In the material below, how many lines include the string "utils"? Answer with the number and nothing else.

Exercise data:
============================================================

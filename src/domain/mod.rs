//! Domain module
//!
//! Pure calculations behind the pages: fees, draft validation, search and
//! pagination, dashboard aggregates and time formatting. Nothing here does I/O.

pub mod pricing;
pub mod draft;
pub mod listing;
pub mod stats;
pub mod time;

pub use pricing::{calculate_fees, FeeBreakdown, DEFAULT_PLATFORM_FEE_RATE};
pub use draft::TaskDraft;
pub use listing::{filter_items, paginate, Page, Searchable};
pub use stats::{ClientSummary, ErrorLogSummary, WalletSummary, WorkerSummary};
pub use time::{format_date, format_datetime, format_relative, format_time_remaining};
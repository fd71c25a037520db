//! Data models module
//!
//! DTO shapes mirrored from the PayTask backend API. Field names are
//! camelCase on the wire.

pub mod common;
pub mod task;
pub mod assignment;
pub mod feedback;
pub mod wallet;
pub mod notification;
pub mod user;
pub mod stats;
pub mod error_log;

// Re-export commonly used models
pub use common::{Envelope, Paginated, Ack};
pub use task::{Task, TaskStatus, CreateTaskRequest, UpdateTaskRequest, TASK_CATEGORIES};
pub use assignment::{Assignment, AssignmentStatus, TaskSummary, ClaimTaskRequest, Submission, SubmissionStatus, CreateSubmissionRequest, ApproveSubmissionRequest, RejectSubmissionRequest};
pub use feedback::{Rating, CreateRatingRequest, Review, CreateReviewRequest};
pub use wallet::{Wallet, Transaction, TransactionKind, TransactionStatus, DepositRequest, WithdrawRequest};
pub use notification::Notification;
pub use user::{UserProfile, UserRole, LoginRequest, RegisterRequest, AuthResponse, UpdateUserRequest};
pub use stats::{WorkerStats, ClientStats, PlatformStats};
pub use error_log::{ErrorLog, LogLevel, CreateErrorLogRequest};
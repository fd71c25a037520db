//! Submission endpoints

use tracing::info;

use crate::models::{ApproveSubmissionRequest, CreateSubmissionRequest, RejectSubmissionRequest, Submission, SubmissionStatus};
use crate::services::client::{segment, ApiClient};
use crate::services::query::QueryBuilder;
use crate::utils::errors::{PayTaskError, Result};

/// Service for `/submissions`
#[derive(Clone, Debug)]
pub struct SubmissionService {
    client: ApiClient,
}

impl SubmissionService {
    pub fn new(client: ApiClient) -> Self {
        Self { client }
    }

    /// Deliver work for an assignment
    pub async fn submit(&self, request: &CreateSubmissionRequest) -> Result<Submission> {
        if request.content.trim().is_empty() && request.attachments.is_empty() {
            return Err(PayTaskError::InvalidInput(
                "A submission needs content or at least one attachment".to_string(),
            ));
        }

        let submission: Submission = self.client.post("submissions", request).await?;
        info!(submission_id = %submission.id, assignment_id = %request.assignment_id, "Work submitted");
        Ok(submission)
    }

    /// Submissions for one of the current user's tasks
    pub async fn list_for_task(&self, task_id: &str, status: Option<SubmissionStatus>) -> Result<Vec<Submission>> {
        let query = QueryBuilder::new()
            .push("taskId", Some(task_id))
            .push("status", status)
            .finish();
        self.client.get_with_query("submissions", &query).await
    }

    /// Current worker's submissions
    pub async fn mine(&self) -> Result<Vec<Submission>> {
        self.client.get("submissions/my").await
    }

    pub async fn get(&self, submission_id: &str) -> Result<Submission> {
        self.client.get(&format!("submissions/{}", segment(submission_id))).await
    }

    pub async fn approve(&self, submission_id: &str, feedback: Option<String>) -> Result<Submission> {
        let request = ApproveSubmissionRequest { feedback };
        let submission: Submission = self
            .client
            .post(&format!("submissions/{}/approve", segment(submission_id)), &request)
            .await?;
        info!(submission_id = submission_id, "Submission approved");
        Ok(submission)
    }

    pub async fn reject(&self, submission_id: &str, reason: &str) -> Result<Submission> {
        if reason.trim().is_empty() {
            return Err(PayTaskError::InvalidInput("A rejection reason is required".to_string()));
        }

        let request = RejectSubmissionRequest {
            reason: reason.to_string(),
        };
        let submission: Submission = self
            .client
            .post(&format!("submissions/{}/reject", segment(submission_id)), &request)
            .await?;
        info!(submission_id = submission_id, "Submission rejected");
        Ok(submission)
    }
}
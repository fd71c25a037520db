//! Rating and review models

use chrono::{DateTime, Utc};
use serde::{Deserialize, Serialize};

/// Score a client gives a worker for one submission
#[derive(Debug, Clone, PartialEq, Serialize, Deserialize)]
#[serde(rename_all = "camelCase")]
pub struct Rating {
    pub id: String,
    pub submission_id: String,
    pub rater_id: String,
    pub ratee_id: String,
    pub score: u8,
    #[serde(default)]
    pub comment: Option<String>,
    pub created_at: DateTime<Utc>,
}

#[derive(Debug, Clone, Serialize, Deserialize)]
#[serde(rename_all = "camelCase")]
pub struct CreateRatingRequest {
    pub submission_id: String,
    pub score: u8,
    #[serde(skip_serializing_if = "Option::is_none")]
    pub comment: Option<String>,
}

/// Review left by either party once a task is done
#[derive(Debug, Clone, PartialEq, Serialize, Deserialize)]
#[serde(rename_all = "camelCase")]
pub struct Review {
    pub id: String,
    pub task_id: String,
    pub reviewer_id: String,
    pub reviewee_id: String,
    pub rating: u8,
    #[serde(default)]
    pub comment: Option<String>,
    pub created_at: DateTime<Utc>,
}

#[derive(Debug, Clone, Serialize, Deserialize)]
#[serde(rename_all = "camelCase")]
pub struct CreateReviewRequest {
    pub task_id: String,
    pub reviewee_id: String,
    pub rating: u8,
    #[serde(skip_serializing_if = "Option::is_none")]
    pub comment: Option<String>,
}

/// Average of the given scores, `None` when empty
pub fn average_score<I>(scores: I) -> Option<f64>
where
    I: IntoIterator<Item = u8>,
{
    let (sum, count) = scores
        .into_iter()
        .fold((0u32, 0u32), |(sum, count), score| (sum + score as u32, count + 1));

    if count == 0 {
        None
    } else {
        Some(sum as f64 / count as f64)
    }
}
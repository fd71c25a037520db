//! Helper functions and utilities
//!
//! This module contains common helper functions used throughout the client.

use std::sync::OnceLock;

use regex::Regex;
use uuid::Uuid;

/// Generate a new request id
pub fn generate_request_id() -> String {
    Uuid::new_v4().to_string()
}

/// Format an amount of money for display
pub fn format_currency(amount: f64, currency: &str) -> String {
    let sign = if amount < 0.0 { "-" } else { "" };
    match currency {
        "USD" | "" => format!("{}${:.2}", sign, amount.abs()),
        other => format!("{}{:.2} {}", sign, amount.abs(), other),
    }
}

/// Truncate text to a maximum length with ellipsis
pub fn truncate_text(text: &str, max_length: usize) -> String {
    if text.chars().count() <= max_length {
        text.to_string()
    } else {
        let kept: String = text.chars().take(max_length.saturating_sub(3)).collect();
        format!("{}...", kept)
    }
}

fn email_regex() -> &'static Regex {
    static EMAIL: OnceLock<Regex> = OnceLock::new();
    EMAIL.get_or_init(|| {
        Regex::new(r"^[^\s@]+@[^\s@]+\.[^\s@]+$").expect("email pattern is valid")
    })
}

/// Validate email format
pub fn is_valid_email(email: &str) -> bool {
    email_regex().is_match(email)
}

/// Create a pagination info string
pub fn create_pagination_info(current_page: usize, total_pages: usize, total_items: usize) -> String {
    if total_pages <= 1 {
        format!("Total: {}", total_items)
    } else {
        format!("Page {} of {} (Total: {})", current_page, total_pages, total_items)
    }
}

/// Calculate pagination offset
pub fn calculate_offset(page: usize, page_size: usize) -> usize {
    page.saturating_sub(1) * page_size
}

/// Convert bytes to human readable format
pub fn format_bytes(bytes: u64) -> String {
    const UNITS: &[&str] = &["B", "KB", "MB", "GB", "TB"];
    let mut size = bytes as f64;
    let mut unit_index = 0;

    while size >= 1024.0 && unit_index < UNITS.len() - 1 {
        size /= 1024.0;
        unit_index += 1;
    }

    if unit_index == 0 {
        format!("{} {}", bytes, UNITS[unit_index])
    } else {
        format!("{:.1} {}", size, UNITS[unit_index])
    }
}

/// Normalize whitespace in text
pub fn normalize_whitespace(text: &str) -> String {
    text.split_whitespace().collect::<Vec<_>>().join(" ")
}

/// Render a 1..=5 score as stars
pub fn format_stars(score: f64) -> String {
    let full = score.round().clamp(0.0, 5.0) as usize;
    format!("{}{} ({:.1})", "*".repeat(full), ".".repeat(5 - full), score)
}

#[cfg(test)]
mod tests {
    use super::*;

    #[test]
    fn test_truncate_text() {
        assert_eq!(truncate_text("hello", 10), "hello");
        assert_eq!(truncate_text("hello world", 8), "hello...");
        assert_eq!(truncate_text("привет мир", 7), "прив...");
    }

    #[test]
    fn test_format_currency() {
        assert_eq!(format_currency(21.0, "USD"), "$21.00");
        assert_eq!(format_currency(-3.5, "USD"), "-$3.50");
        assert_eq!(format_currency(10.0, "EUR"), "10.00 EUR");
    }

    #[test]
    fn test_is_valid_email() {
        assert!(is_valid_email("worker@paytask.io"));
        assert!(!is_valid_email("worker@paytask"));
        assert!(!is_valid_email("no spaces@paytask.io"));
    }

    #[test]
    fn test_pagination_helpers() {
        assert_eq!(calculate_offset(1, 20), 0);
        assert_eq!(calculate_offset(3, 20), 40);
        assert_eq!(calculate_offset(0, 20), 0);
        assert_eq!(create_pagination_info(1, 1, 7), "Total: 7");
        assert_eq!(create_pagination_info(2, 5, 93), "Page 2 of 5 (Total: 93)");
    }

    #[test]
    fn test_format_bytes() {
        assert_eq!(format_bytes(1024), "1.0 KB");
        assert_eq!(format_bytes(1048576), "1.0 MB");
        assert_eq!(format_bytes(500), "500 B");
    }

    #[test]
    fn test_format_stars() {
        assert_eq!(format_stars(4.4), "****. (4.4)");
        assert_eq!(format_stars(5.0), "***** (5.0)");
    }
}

============================================================

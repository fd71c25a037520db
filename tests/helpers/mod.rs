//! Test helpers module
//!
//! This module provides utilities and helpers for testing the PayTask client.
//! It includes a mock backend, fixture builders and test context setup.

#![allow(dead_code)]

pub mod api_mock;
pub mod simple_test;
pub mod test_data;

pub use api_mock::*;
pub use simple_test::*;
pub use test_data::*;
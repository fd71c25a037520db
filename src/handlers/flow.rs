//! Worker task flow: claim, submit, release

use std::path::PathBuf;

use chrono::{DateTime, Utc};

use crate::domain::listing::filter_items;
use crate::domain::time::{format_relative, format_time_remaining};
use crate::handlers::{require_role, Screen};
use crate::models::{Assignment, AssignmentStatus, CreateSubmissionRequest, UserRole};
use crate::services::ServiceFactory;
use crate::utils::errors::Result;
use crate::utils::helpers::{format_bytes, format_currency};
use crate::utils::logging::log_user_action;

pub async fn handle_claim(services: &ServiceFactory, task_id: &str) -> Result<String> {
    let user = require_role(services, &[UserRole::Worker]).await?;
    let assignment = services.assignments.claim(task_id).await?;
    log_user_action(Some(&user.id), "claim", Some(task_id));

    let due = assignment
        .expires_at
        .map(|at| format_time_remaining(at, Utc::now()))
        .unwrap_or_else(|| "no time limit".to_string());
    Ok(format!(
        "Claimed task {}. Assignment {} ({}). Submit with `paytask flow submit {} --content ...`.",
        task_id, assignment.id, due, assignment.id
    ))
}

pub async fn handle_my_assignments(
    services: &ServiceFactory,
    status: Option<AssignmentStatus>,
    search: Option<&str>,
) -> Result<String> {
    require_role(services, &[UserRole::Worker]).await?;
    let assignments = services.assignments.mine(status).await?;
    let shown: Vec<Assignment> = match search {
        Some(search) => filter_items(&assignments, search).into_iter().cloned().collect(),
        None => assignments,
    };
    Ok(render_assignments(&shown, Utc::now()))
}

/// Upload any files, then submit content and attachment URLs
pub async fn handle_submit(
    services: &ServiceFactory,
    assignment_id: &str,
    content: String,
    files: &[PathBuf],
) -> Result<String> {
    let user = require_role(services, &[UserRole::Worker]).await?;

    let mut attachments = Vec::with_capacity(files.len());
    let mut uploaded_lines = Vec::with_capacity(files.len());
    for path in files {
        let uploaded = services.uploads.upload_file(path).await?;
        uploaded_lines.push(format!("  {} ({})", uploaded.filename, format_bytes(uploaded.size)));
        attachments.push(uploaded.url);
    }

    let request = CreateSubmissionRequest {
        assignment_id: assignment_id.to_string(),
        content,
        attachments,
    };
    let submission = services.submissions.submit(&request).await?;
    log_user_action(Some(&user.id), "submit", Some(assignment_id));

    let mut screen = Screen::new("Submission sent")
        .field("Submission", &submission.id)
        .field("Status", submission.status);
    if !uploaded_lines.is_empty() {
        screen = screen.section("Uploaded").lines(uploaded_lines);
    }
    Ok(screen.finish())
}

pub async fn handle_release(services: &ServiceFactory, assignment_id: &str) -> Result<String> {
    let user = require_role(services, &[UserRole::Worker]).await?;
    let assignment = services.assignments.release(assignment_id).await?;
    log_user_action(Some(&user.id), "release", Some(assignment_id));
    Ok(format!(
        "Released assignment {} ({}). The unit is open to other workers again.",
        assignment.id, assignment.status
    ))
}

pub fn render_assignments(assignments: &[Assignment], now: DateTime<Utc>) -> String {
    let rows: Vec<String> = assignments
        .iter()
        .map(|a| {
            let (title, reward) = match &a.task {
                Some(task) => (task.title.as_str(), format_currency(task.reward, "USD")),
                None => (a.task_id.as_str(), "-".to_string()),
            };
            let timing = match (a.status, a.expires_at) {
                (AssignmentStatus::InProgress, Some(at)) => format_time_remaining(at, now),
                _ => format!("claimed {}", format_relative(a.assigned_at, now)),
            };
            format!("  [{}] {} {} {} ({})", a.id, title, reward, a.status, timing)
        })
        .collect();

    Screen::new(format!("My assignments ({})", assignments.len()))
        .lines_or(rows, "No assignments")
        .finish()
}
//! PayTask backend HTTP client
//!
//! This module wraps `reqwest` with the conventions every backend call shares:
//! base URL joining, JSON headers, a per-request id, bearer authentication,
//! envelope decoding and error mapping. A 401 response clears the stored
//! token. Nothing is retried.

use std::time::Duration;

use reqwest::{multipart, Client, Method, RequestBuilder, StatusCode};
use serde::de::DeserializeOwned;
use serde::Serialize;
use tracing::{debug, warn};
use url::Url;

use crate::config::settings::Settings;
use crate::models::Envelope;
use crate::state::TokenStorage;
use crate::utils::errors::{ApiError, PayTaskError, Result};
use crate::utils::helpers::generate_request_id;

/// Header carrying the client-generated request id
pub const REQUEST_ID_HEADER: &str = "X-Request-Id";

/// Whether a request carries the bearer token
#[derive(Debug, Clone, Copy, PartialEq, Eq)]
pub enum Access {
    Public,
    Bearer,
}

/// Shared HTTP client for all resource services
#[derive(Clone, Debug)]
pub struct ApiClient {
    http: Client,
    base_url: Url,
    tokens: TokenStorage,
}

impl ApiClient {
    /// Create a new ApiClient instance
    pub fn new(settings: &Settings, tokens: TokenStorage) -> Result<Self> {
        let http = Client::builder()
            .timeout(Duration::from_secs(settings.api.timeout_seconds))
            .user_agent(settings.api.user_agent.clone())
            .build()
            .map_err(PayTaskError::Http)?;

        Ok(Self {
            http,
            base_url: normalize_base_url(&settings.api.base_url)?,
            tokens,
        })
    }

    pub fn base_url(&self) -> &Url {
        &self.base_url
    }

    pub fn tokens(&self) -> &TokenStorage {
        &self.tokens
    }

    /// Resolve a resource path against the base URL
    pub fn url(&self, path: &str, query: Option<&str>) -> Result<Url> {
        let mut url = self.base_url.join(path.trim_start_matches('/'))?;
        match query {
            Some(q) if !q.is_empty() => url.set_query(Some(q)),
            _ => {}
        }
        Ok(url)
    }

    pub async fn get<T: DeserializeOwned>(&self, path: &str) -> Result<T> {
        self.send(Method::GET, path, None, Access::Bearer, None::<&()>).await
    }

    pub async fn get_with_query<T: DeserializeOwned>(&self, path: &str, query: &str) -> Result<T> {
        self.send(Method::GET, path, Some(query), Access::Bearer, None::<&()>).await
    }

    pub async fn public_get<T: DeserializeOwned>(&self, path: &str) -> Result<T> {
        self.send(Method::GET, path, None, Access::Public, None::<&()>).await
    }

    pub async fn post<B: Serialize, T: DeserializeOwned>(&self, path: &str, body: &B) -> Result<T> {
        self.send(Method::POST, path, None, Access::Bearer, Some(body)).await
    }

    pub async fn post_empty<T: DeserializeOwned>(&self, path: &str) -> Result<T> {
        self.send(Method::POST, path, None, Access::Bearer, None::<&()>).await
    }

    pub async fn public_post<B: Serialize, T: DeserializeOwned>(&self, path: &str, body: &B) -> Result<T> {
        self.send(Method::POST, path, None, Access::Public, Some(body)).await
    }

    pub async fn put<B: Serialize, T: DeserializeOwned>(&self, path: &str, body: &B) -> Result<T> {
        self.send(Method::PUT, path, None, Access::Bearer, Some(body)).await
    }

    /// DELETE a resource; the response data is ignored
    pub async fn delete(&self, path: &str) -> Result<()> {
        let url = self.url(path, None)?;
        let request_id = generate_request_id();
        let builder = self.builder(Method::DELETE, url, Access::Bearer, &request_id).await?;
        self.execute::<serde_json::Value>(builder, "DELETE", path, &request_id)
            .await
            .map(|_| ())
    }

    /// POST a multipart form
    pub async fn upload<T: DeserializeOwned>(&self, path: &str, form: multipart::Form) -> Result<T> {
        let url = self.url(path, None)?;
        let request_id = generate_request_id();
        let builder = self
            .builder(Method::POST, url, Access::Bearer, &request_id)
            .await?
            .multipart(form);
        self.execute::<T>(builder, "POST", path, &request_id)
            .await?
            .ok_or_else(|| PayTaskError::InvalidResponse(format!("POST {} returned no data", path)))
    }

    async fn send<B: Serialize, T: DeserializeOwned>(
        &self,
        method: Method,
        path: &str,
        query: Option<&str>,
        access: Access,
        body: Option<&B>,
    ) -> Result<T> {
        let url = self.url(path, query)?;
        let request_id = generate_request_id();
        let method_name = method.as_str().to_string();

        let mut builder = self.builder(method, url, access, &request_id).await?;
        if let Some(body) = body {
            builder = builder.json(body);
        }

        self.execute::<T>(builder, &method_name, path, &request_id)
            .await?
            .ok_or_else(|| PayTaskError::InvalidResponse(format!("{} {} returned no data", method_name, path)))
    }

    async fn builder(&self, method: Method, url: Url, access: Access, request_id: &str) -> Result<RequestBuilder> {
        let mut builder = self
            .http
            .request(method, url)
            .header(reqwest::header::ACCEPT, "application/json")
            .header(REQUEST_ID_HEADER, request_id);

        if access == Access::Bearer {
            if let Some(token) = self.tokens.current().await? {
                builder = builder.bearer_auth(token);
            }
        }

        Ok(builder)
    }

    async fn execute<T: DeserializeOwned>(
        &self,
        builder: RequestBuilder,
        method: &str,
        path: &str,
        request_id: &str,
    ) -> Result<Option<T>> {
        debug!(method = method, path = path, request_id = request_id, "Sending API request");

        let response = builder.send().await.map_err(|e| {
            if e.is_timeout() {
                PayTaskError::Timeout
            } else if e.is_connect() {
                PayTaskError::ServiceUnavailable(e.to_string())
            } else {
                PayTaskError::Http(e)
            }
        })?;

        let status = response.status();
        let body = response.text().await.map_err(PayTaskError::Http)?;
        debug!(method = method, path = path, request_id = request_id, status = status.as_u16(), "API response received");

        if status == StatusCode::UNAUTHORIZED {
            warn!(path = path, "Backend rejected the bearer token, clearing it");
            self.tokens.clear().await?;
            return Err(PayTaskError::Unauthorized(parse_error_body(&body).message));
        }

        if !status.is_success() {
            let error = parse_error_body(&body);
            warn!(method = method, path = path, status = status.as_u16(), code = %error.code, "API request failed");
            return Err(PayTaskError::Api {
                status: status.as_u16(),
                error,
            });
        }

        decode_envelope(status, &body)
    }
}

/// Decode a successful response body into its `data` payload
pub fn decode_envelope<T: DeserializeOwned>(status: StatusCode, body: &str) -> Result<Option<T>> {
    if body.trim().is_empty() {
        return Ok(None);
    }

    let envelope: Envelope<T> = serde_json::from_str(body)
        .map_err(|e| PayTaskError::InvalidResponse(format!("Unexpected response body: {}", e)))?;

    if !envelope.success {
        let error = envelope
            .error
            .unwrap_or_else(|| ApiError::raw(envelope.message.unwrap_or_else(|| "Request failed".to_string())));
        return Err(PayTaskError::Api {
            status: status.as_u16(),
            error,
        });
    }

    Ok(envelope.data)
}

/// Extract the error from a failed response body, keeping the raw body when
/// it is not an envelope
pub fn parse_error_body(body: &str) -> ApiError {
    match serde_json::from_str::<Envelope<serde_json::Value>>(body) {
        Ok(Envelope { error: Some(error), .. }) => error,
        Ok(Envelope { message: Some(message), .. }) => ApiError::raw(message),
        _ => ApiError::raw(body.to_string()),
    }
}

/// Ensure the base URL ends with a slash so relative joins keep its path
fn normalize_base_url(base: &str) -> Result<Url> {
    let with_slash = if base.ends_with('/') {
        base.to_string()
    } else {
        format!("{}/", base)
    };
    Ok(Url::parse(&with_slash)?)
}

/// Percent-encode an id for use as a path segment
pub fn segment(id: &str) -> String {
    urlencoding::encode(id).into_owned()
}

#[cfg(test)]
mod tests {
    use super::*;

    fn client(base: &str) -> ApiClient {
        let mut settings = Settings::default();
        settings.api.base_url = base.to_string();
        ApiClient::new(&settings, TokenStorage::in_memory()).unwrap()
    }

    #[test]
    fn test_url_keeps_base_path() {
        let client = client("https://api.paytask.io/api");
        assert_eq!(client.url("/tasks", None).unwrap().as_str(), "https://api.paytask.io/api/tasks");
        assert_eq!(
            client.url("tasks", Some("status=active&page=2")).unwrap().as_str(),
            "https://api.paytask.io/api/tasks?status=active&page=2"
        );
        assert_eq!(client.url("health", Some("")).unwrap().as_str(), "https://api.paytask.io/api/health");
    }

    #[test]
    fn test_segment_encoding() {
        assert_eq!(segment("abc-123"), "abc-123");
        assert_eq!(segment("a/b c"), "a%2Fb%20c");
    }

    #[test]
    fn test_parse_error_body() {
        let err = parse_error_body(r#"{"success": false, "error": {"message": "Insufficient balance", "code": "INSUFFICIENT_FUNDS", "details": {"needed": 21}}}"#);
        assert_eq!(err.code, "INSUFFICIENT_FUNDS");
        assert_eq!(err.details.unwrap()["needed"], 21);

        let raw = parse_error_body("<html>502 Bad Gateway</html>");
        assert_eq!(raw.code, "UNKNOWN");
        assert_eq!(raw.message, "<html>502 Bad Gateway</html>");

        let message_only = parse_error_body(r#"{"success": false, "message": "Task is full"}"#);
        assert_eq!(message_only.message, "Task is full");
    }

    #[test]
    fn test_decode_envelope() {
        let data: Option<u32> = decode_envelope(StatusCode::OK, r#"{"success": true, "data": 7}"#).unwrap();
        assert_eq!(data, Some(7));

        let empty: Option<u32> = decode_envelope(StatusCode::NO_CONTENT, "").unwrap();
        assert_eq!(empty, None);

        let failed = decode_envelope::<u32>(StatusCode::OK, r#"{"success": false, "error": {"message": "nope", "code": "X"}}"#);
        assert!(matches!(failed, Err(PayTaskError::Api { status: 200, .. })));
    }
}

============================================================

Your solution: 6